Claims priority of application No. 18305244 (EP), filed on Mar. 7, 2018.
Prior Publication US 2021/0228079 A1, Jul. 29, 2021
Int. Cl. A61B 5/00 (2006.01); A61B 5/055 (2006.01); G06T 7/00 (2017.01); G06T 7/10 (2017.01); G06T 7/40 (2017.01); G16H 30/40 (2018.01); G16H 50/20 (2018.01); G16H 50/30 (2018.01)

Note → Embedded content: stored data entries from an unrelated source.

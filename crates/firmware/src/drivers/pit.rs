//! 8254 programmable interval timer.

use bitflags::bitflags;

use super::pic::Pic;
use crate::{
    config::PIT_FREQUENCY_HZ,
    device::{Device, DeviceData, DeviceStatus, Initialize},
    heap::Heap,
    io::PortIo,
};

const CHANNEL0_DATA: u16 = 0x40;
const COMMAND: u16 = 0x43;

const TIMER_IRQ: u8 = 0;

bitflags! {
    /// Mode/command register, and the status byte returned by read-back.
    #[derive(Debug, Clone, Copy, PartialEq, Eq)]
    struct Command : u8 {
        const BCD = 1 << 0;
        const MODE_RATE_GENERATOR = 0b010 << 1;
        const ACCESS_LOW = 1 << 4;
        const ACCESS_HIGH = 1 << 5;
        const ACCESS_LOW_HIGH = Self::ACCESS_LOW.bits() | Self::ACCESS_HIGH.bits();
        const SELECT_READ_BACK = 0b11 << 6;
    }

    /// Read-back command.
    #[derive(Debug, Clone, Copy, PartialEq, Eq)]
    struct ReadBack : u8 {
        const CHANNEL0 = 1 << 1;
        /// Active low: do not latch the status.
        const NO_LATCH_STATUS = 1 << 4;
        /// Active low: do not latch the count.
        const NO_LATCH_COUNT = 1 << 5;
        const READ_BACK = Command::SELECT_READ_BACK.bits();
    }
}

/// Mode, access and BCD bits of the status byte.
const STATUS_CONFIG_MASK: u8 = 0x3f;

/// Settings programmed into channel 0.
#[derive(Debug, Clone, Copy, PartialEq, Eq)]
pub struct PitConfig {
    pub reload: u16,
}

impl PitConfig {
    /// Frequency of the timer interrupt in Hz.
    #[must_use]
    pub fn frequency_hz(&self) -> u32 {
        PIT_FREQUENCY_HZ / u32::from(self.reload.max(1))
    }
}

/// Channel 0 as a binary rate generator raising IRQ 0.
#[derive(Debug)]
pub struct Pit<P> {
    ports: P,
    reload: u16,
}

impl<P> Pit<P>
where
    P: PortIo,
{
    pub fn new(ports: P, reload: u16) -> Self {
        Self { ports, reload }
    }

    fn expected_command() -> Command {
        Command::ACCESS_LOW_HIGH | Command::MODE_RATE_GENERATOR
    }

    /// Latches and returns the status byte of channel 0.
    pub fn channel0_status(&mut self) -> u8 {
        let read_back = ReadBack::READ_BACK | ReadBack::NO_LATCH_COUNT | ReadBack::CHANNEL0;
        self.ports.write_u8(COMMAND, read_back.bits());
        self.ports.read_u8(CHANNEL0_DATA)
    }
}

impl<'h, P> Initialize<'h> for Pit<P>
where
    P: PortIo,
{
    fn init(&mut self, heap: &'h Heap, device: &mut Device<'h>) -> DeviceStatus {
        let command = Self::expected_command();
        self.ports.write_u8(COMMAND, command.bits());
        let [low, high] = self.reload.to_le_bytes();
        self.ports.write_u8(CHANNEL0_DATA, low);
        self.ports.write_u8(CHANNEL0_DATA, high);

        let status = self.channel0_status();
        if status & STATUS_CONFIG_MASK != command.bits() {
            if status == 0x00 || status == 0xff {
                return DeviceStatus::NotPresent;
            }
            debug!("8254: unexpected status {status:#04x}");
            return DeviceStatus::Faulty;
        }

        let config = PitConfig {
            reload: self.reload,
        };
        debug!("8254: {} Hz tick", config.frequency_hz());
        Pic::new(&mut self.ports).unmask_irq(TIMER_IRQ);
        device.complete(heap, DeviceData::Pit(config))
    }
}
//! Bit-indexed occupancy set.
//!
//! A [`Bitmap`] borrows a byte slice and interprets bit `i` as the state of
//! entry `i`: bit `i % 8` of byte `i / 8`. It is used by the
//! [`Slab`](crate::slab::Slab) allocator to track which slots are taken, but
//! has no knowledge of slots itself.

/// Returns the number of bytes needed to hold `entries` bits.
#[must_use]
pub const fn byte_len(entries: usize) -> usize {
    entries.div_ceil(8)
}

#[inline]
const fn byte_index(entry: usize) -> usize {
    entry / 8
}

#[inline]
const fn bit_mask(entry: usize) -> u8 {
    1 << (entry % 8)
}

/// A bitmap stored in borrowed or owned bytes.
///
/// Queries only need `B: AsRef<[u8]>`, so a shared slice gives a read-only
/// view. Updates need `B: AsMut<[u8]>` as well.
#[derive(Debug)]
pub struct Bitmap<B> {
    bytes: B,
}

impl<B> Bitmap<B>
where
    B: AsRef<[u8]>,
{
    /// Wraps `bytes` as a bitmap of `bytes.len() * 8` entries.
    pub fn new(bytes: B) -> Self {
        Self { bytes }
    }

    fn bytes(&self) -> &[u8] {
        self.bytes.as_ref()
    }

    /// Returns the number of entries the backing memory can hold.
    #[must_use]
    pub fn capacity(&self) -> usize {
        self.bytes().len() * 8
    }

    /// Returns whether `entry` is set.
    ///
    /// # Panics
    ///
    /// Panics if `entry` is beyond the capacity of the bitmap.
    #[must_use]
    pub fn get(&self, entry: usize) -> bool {
        self.bytes()[byte_index(entry)] & bit_mask(entry) != 0
    }

    /// Returns the first clear entry below `limit`.
    ///
    /// Fully occupied bytes are skipped whole.
    #[must_use]
    pub fn first_clear(&self, limit: usize) -> Option<usize> {
        let limit = limit.min(self.capacity());
        let mut entry = 0;
        while entry < limit {
            if entry % 8 == 0 && self.bytes()[byte_index(entry)] == 0xff {
                entry += 8;
                continue;
            }
            if !self.get(entry) {
                return Some(entry);
            }
            entry += 1;
        }
        None
    }

    /// Counts the set entries below `limit`.
    #[must_use]
    pub fn count_set(&self, limit: usize) -> usize {
        let limit = limit.min(self.capacity());
        (0..limit).filter(|&entry| self.get(entry)).count()
    }
}

impl<B> Bitmap<B>
where
    B: AsRef<[u8]> + AsMut<[u8]>,
{
    fn bytes_mut(&mut self) -> &mut [u8] {
        self.bytes.as_mut()
    }

    /// Clears every entry.
    pub fn clear_all(&mut self) {
        self.bytes_mut().fill(0);
    }

    /// Sets `entry`.
    ///
    /// # Panics
    ///
    /// Panics if `entry` is beyond the capacity of the bitmap.
    pub fn set(&mut self, entry: usize) {
        self.bytes_mut()[byte_index(entry)] |= bit_mask(entry);
    }

    /// Clears `entry`.
    ///
    /// # Panics
    ///
    /// Panics if `entry` is beyond the capacity of the bitmap.
    pub fn clear(&mut self, entry: usize) {
        self.bytes_mut()[byte_index(entry)] &= !bit_mask(entry);
    }
}
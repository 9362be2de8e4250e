//! Chipset bring-up.
//!
//! [`bring_up`] walks the legacy devices of a PC in a fixed order, then
//! enumerates PCI and probes the IDE controllers found there. The bare-metal
//! entry point wires it to the real port space and halts once it is done.

use allocator::block_list::HeapError;
use snafu::{ResultExt as _, Snafu};

use crate::{
    config::{BootConfig, COM1_PORT, CriticalDevices, FIRMWARE_NAME, FIRMWARE_VERSION},
    console::{self, ByteSink},
    device::{DeviceAccess, DeviceData, DeviceInitError, DeviceList},
    drivers::{
        ata::{self, IdeController},
        cmos::Cmos,
        kbdctl::Kbdctl,
        pci::{self, PciError},
        pic::Pic,
        pit::Pit,
        serial::Uart,
    },
    error::Location,
    heap::{Heap, HeapVec},
    io::PortIo,
};

#[derive(Debug, Snafu)]
pub enum BootError {
    #[snafu(display("legacy device bring-up failed"))]
    LegacyDevice {
        #[snafu(source)]
        source: DeviceInitError,
        #[snafu(implicit)]
        location: Location,
    },
    #[snafu(display("PCI enumeration failed"))]
    PciEnumeration {
        #[snafu(source)]
        source: PciError,
        #[snafu(implicit)]
        location: Location,
    },
    #[snafu(display("failed to record ATA controllers"))]
    AtaScan {
        #[snafu(source)]
        source: HeapError,
        #[snafu(implicit)]
        location: Location,
    },
}

/// Everything bring-up found.
#[derive(Debug)]
pub struct Platform<'h> {
    /// Legacy devices in bring-up order.
    pub devices: DeviceList<'h>,
    /// One record per PCI function.
    pub pci: DeviceList<'h>,
    pub ide: HeapVec<'h, IdeController<'h>>,
}

impl Platform<'_> {
    /// Logs the PCI device tree and the drives found.
    pub fn log_summary(&self) {
        for device in self.pci.iter() {
            let Some(DeviceData::Pci(data)) = device.data() else {
                continue;
            };
            let indent = if data.address.bus == 0 { "" } else { "  " };
            info!(
                "{indent}{} [{:04x}:{:04x}] {} ({})",
                data.address, data.vendor_id, data.device_id, device.name, device.access
            );
        }
        for controller in self.ide.iter() {
            for bus in &controller.buses {
                for drive in bus.drives.iter().flatten() {
                    info!(
                        "ATA {:#x} {}: {} {}",
                        bus.base, drive.position, drive.kind, drive.model
                    );
                }
            }
        }
    }
}

/// Brings up the chipset behind `ports`.
///
/// `console` is installed as soon as the UART works, so every later message
/// reaches it.
pub fn bring_up<'h, P>(
    heap: &'h Heap,
    ports: &mut P,
    config: &BootConfig,
    console: Option<&'static dyn ByteSink>,
) -> Result<Platform<'h>, BootError>
where
    P: PortIo,
{
    let critical = config.critical;
    let mut devices = DeviceList::new(heap);

    let uart = devices
        .initialize(
            &mut Uart::new(&mut *ports, COM1_PORT, config.uart_divisor()),
            "UART 1",
            DeviceAccess::Pio,
            critical.contains(CriticalDevices::UART),
        )
        .context(LegacyDeviceSnafu)?;
    if let Some(sink) = console.filter(|_| uart.is_initialised()) {
        console::install(sink);
    }
    info!("{FIRMWARE_NAME} {FIRMWARE_VERSION}");
    if uart.is_initialised() {
        info!(
            "Default output device: UART 1 at {COM1_PORT:#x} with {} baud",
            config.baud_rate
        );
    }

    devices
        .initialize(
            &mut Pic::new(&mut *ports),
            "8259/PIC",
            DeviceAccess::Pio,
            critical.contains(CriticalDevices::PIC),
        )
        .context(LegacyDeviceSnafu)?;
    devices
        .initialize(
            &mut Cmos::new(&mut *ports),
            "CMOS/RTC",
            DeviceAccess::Pio,
            critical.contains(CriticalDevices::CMOS),
        )
        .context(LegacyDeviceSnafu)?;
    devices
        .initialize(
            &mut Kbdctl::new(&mut *ports),
            "8042/PS2",
            DeviceAccess::Pio,
            critical.contains(CriticalDevices::KBDCTL),
        )
        .context(LegacyDeviceSnafu)?;
    devices
        .initialize(
            &mut Pit::new(&mut *ports, config.pit_reload),
            "825X/PIT",
            DeviceAccess::Pio,
            critical.contains(CriticalDevices::PIT),
        )
        .context(LegacyDeviceSnafu)?;

    let mut pci = DeviceList::new(heap);
    pci::enumerate(heap, &mut *ports, &mut pci).context(PciEnumerationSnafu)?;
    let ide = ata::scan_controllers(heap, &mut *ports, &mut pci).context(AtaScanSnafu)?;

    let platform = Platform { devices, pci, ide };
    platform.log_summary();
    Ok(platform)
}

#[cfg(target_os = "none")]
mod entry {
    use allocator::block_list::HeapError;

    use super::bring_up;
    use crate::{
        config::{BootConfig, COM1_PORT},
        console::ByteSink,
        diagnostics,
        drivers::serial::{SerialConsole, SerialPort},
        error,
        heap::Heap,
        io::X86Ports,
        log,
    };

    #[global_allocator]
    static HEAP: Heap = Heap::new();

    static CONSOLE: SerialConsole<X86Ports> =
        SerialConsole::new(SerialPort::new(unsafe { X86Ports::new() }, COM1_PORT));

    fn init_heap(config: &BootConfig) -> Result<(), HeapError> {
        HEAP.set_split_factor(config.split_factor);
        let start = core::ptr::with_exposed_provenance_mut(config.heap_start);
        // The region is RAM reserved for the heap on every supported board.
        unsafe { HEAP.init(start, config.heap_size) }
    }

    /// Entered from the reset stub once a stack is set up.
    #[unsafe(export_name = "c_main")]
    extern "C" fn firmware_main() -> ! {
        let config = BootConfig::default();
        log::set_max_level(config.log_level);
        if let Err(err) = init_heap(&config) {
            error::report(err);
        }

        let console: &'static dyn ByteSink = &CONSOLE;
        let mut ports = unsafe { X86Ports::new() };
        match bring_up(&HEAP, &mut ports, &config, Some(console)) {
            Ok(_platform) => info!("Early chipset initialisation done, halt"),
            Err(err) => error::report(err),
        }
        diagnostics::halt()
    }
}

#[cfg_attr(coverage_nightly, coverage(off))]
#[cfg(test)]
mod tests {
    use super::*;
    use crate::{
        device::DeviceStatus,
        drivers::ata::DriveKind,
        testing::{FakePorts, pci_header, with_heap},
    };

    /// Legacy devices answering the way QEMU's i440FX machine does.
    fn legacy_ports() -> FakePorts {
        let mut ports = FakePorts::new();
        ports
            // UART line status: transmitter idle
            .set(0x3fd, 0x60)
            // PIC masks read back, ELCR clear
            .echo(0x21)
            .echo(0xa1)
            .set(0x4d0, 0x00)
            .set(0x4d1, 0x00)
            // RTC: status A, month, month, status B
            .script(0x71, &[0x00, 0x03, 0x03, 0x02])
            // 8042: config, config readback, self test
            .set(0x64, 0x01)
            .script(0x60, &[0x67, 0x24, 0x55])
            // PIT read-back status
            .script(0x40, &[0x34]);
        ports
    }

    #[test]
    fn test_bring_up_legacy_and_pci() {
        with_heap(64 * 1024, |heap| {
            let mut ports = legacy_ports();
            ports.add_pci_function(0, 0, 0, pci_header(0x8086, 0x1237, 0x06, 0x00, 0, 0));
            ports.add_pci_function(0, 1, 0, pci_header(0x8086, 0x7000, 0x06, 0x01, 0, 0x80));
            ports.add_pci_function(0, 1, 1, pci_header(0x8086, 0x7010, 0x01, 0x01, 0x8a, 0));
            ports.add_pci_function(0, 3, 0, pci_header(0x8086, 0x100e, 0x02, 0x00, 0, 0));

            let config = BootConfig::default();
            let platform = bring_up(heap, &mut ports, &config, None).unwrap();

            let names: Vec<_> = platform.devices.iter().map(|d| d.name).collect();
            assert_eq!(names, ["UART 1", "8259/PIC", "CMOS/RTC", "8042/PS2", "825X/PIT"]);
            assert!(platform.devices.iter().all(|d| d.status.is_initialised()));
            assert!(matches!(
                platform.devices.find("UART 1").unwrap().data(),
                Some(DeviceData::Uart(uart)) if uart.divisor == 3
            ));

            assert_eq!(platform.pci.len(), 4);
            assert_eq!(platform.ide.len(), 1);
            assert!(platform.ide[0].buses.is_empty());
            heap.check().unwrap();
        });
    }

    #[test]
    fn test_bring_up_with_missing_devices() {
        with_heap(16 * 1024, |heap| {
            let mut ports = FakePorts::new();
            let config = BootConfig::default();
            let platform = bring_up(heap, &mut ports, &config, None).unwrap();

            assert_eq!(platform.devices.len(), 5);
            assert_eq!(
                platform.devices.find("UART 1").unwrap().status,
                DeviceStatus::NotPresent
            );
            assert!(platform.pci.is_empty());
            assert!(platform.ide.is_empty());
        });
    }

    #[test]
    fn test_critical_device_stops_bring_up() {
        with_heap(16 * 1024, |heap| {
            let mut ports = FakePorts::new();
            // UART present, PIC mask readback wrong
            ports.set(0x3fd, 0x60).set(0x21, 0x12).set(0xa1, 0xff);
            let config = BootConfig {
                critical: CriticalDevices::UART | CriticalDevices::PIC,
                ..BootConfig::default()
            };
            let err = bring_up(heap, &mut ports, &config, None).unwrap_err();
            let BootError::LegacyDevice { source, .. } = &err else {
                panic!("unexpected error: {err}");
            };
            assert_eq!(source.to_string(), "critical device 8259/PIC is faulty");
            // Nothing past the PIC was touched
            assert!(ports.writes_to(0x70).is_empty());
        });
    }

    #[test]
    fn test_ide_drives_are_probed() {
        with_heap(64 * 1024, |heap| {
            let mut ports = legacy_ports();
            ports.add_pci_function(0, 0, 0, pci_header(0x8086, 0x1237, 0x06, 0x00, 0, 0));
            ports.add_pci_function(0, 1, 0, pci_header(0x8086, 0x7000, 0x06, 0x01, 0, 0x80));
            ports.add_pci_function(0, 1, 1, pci_header(0x8086, 0x7010, 0x01, 0x01, 0x80, 0));
            // Secondary bus: ATAPI master, empty slave; the others float
            ports
                .script(0x177, &[0x00, 0x41, 0x00])
                .script(0x174, &[0x14])
                .script(0x175, &[0xeb]);

            let platform = bring_up(heap, &mut ports, &BootConfig::default(), None).unwrap();
            assert_eq!(platform.pci.len(), 3);
            assert_eq!(platform.ide.len(), 1);
            let buses = &platform.ide[0].buses;
            assert_eq!(buses.len(), 1);
            assert_eq!(buses[0].base, 0x170);
            let drive = buses[0].drives[0].as_ref().unwrap();
            assert_eq!(drive.kind, DriveKind::Atapi);
        });
    }
}
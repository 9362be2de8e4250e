//! 16550 UART.

use bitflags::bitflags;
use spin::Mutex;

use super::poll_until;
use crate::{
    config::{
        UART_FIFO_CONTROL, UART_LINE_CONTROL, UART_MODEM_CONTROL, UART_TX_POLL_LIMIT,
    },
    console::ByteSink,
    device::{Device, DeviceData, DeviceStatus, Initialize},
    heap::Heap,
    io::PortIo,
};

#[derive(Debug, Clone, Copy, PartialEq, Eq, Hash)]
struct Register {
    offset: u16,
}

// Some registers have different meanings for read and write.
impl Register {
    /// Receive Holding Register (readonly)
    const RX_HOLDING: Self = Self::new(0);
    /// Transmit Holding Register (writeonly)
    const TX_HOLDING: Self = Self::new(0);
    /// Interrupt Enable Register
    const INTERRUPT_ENABLE: Self = Self::new(1);
    /// FIFO Control Register (writeonly)
    const FIFO_CONTROL: Self = Self::new(2);
    /// Line Control Register
    const LINE_CONTROL: Self = Self::new(3);
    /// Modem Control Register
    const MODEM_CONTROL: Self = Self::new(4);
    /// Line Status Register (readonly)
    const LINE_STATUS: Self = Self::new(5);

    /// LSB of Divisor Latch
    const DIVISOR_LATCH_LSB: Self = Self::new(0);
    /// MSB of Divisor Latch
    const DIVISOR_LATCH_MSB: Self = Self::new(1);

    const fn new(offset: u16) -> Self {
        Self { offset }
    }
}

bitflags! {
    #[derive(Debug, Clone, Copy, PartialEq, Eq)]
    struct LineControl : u8 {
        const DIVISOR_LATCH = 1 << 7;
    }

    #[derive(Debug, Clone, Copy, PartialEq, Eq)]
    struct LineStatus : u8 {
        const RX_READY = 1 << 0;
        const TX_IDLE = 1 << 5;
    }
}

/// Settings programmed into a UART.
#[derive(Debug, Clone, Copy, PartialEq, Eq)]
pub struct UartConfig {
    pub base_port: u16,
    pub divisor: u16,
    pub line_control: u8,
    pub fifo_control: u8,
}

/// Register-level access to one UART.
#[derive(Debug)]
pub struct SerialPort<P> {
    ports: P,
    base: u16,
}

impl<P> SerialPort<P>
where
    P: PortIo,
{
    pub const fn new(ports: P, base: u16) -> Self {
        Self { ports, base }
    }

    #[must_use]
    pub fn base(&self) -> u16 {
        self.base
    }

    fn write_register(&mut self, reg: Register, value: u8) {
        self.ports.write_u8(self.base + reg.offset, value);
    }

    fn read_register(&mut self, reg: Register) -> u8 {
        self.ports.read_u8(self.base + reg.offset)
    }

    fn line_status(&mut self) -> LineStatus {
        LineStatus::from_bits_retain(self.read_register(Register::LINE_STATUS))
    }

    /// Returns `false` if nothing drives the line status register.
    pub fn is_present(&mut self) -> bool {
        self.read_register(Register::LINE_STATUS) != 0xff
    }

    pub fn is_tx_idle(&mut self) -> bool {
        self.line_status().contains(LineStatus::TX_IDLE)
    }

    pub fn is_rx_ready(&mut self) -> bool {
        self.line_status().contains(LineStatus::RX_READY)
    }

    /// Programs the divisor, 8N1 framing, the FIFO and the modem lines.
    pub fn configure(&mut self, divisor: u16) -> UartConfig {
        // disable interrupts
        self.write_register(Register::INTERRUPT_ENABLE, 0x00);

        // special mode to set baud rate
        self.write_register(Register::LINE_CONTROL, LineControl::DIVISOR_LATCH.bits());
        let [divisor_msb, divisor_lsb] = divisor.to_be_bytes();
        self.write_register(Register::DIVISOR_LATCH_LSB, divisor_lsb);
        self.write_register(Register::DIVISOR_LATCH_MSB, divisor_msb);

        // leave set-baud mode
        self.write_register(Register::LINE_CONTROL, UART_LINE_CONTROL);
        self.write_register(Register::FIFO_CONTROL, UART_FIFO_CONTROL);
        self.write_register(Register::MODEM_CONTROL, UART_MODEM_CONTROL);

        UartConfig {
            base_port: self.base,
            divisor,
            line_control: UART_LINE_CONTROL,
            fifo_control: UART_FIFO_CONTROL,
        }
    }

    fn wait_tx_idle(&mut self) -> bool {
        poll_until(UART_TX_POLL_LIMIT, || self.is_tx_idle())
    }

    /// Transmits `bytes`, sending `\r` before every `\n`.
    ///
    /// Returns the number of bytes of `bytes` sent before the transmitter
    /// stopped draining.
    pub fn write_bytes(&mut self, bytes: &[u8]) -> usize {
        for (count, &byte) in bytes.iter().enumerate() {
            if byte == b'\n' {
                if !self.wait_tx_idle() {
                    return count;
                }
                self.write_register(Register::TX_HOLDING, b'\r');
            }
            if !self.wait_tx_idle() {
                return count;
            }
            self.write_register(Register::TX_HOLDING, byte);
        }
        bytes.len()
    }

    /// Reads the bytes already received, up to `bytes.len()`.
    pub fn read_bytes(&mut self, bytes: &mut [u8]) -> usize {
        let mut count = 0;
        for byte in bytes {
            if !self.is_rx_ready() {
                break;
            }
            *byte = self.read_register(Register::RX_HOLDING);
            count += 1;
        }
        count
    }
}

/// Bring-up of a UART.
#[derive(Debug)]
pub struct Uart<P> {
    port: SerialPort<P>,
    divisor: u16,
}

impl<P> Uart<P>
where
    P: PortIo,
{
    pub fn new(ports: P, base: u16, divisor: u16) -> Self {
        Self {
            port: SerialPort::new(ports, base),
            divisor,
        }
    }
}

impl<'h, P> Initialize<'h> for Uart<P>
where
    P: PortIo,
{
    fn init(&mut self, heap: &'h Heap, device: &mut Device<'h>) -> DeviceStatus {
        if !self.port.is_present() {
            return DeviceStatus::NotPresent;
        }
        let config = self.port.configure(self.divisor);
        device.complete(heap, DeviceData::Uart(config))
    }
}

/// A UART used as the console.
pub struct SerialConsole<P> {
    port: Mutex<SerialPort<P>>,
}

impl<P> SerialConsole<P>
where
    P: PortIo,
{
    pub const fn new(port: SerialPort<P>) -> Self {
        Self {
            port: Mutex::new(port),
        }
    }
}

impl<P> ByteSink for SerialConsole<P>
where
    P: PortIo + Send,
{
    fn write_bytes(&self, bytes: &[u8]) {
        self.port.lock().write_bytes(bytes);
    }
}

CPC A61B 5/0042 (2013.01) [A61B 5/055 (2013.01); A61B 5/4082 (2013.01); A61B 5/4088 (2013.01); A61B 5/7246 (2013.01); A61B 5/7267 (2013.01); A61B 5/7275 (2013.01); G06T 7/0012 (2013.01); G06T 7/10 (2017.01); G06T 7/40 (2013.01); G16H 30/40 (2018.01); G16H 50/20 (2018.01); G16H 50/30 (2018.01); A61B 2576/026 (2013.01); G06T 2207/10088 (2013.01); G06T 2207/30016 (2013.01)] 26 Claims
OG exemplary drawing
 
1. A method for predicting risks of neurodegenerative decline of a patient, based on at least one medical brain image and at least one clinical and/or biological data of said patient, and using at least a classifier, trained beforehand to learn texture features extracted from a plurality of previously-acquired medical images of one or more areas of the brain and correlated with previously-acquired clinical and/or biological data, the method comprising:
extracting one or more texture features from said at least one medical brain image to obtain one or more extracted texture features,
correlating said one or more extracted texture features with said at least one clinical and/or biological data to obtain one or more correlated features, wherein the one or more extracted texture features are correlated with said clinical and/or biological data by using a statistical data modelling technique, and
based at least on said one or more correlated features, operating the trained classifier on the at least one medical brain image to generate a score representative of the risks of neurodegenerative decline of the patient,
said score being in the form of a probability for the patient for belonging to a predefined neurodegenerative profile or a predefined cognitive profile, said predefined profiles being used during the learning step of the classifier, in order that the latter can learn to associate the correlated features with such profiles, and/or
said score being in the form of a numerical value evaluating the risks of neurodegenerative decline at a term of six to 12 months for the patient, and/or
said score is in the form of a letter showing that the patient is thought to belong to a group of people having a predefined neurodegenerative profile.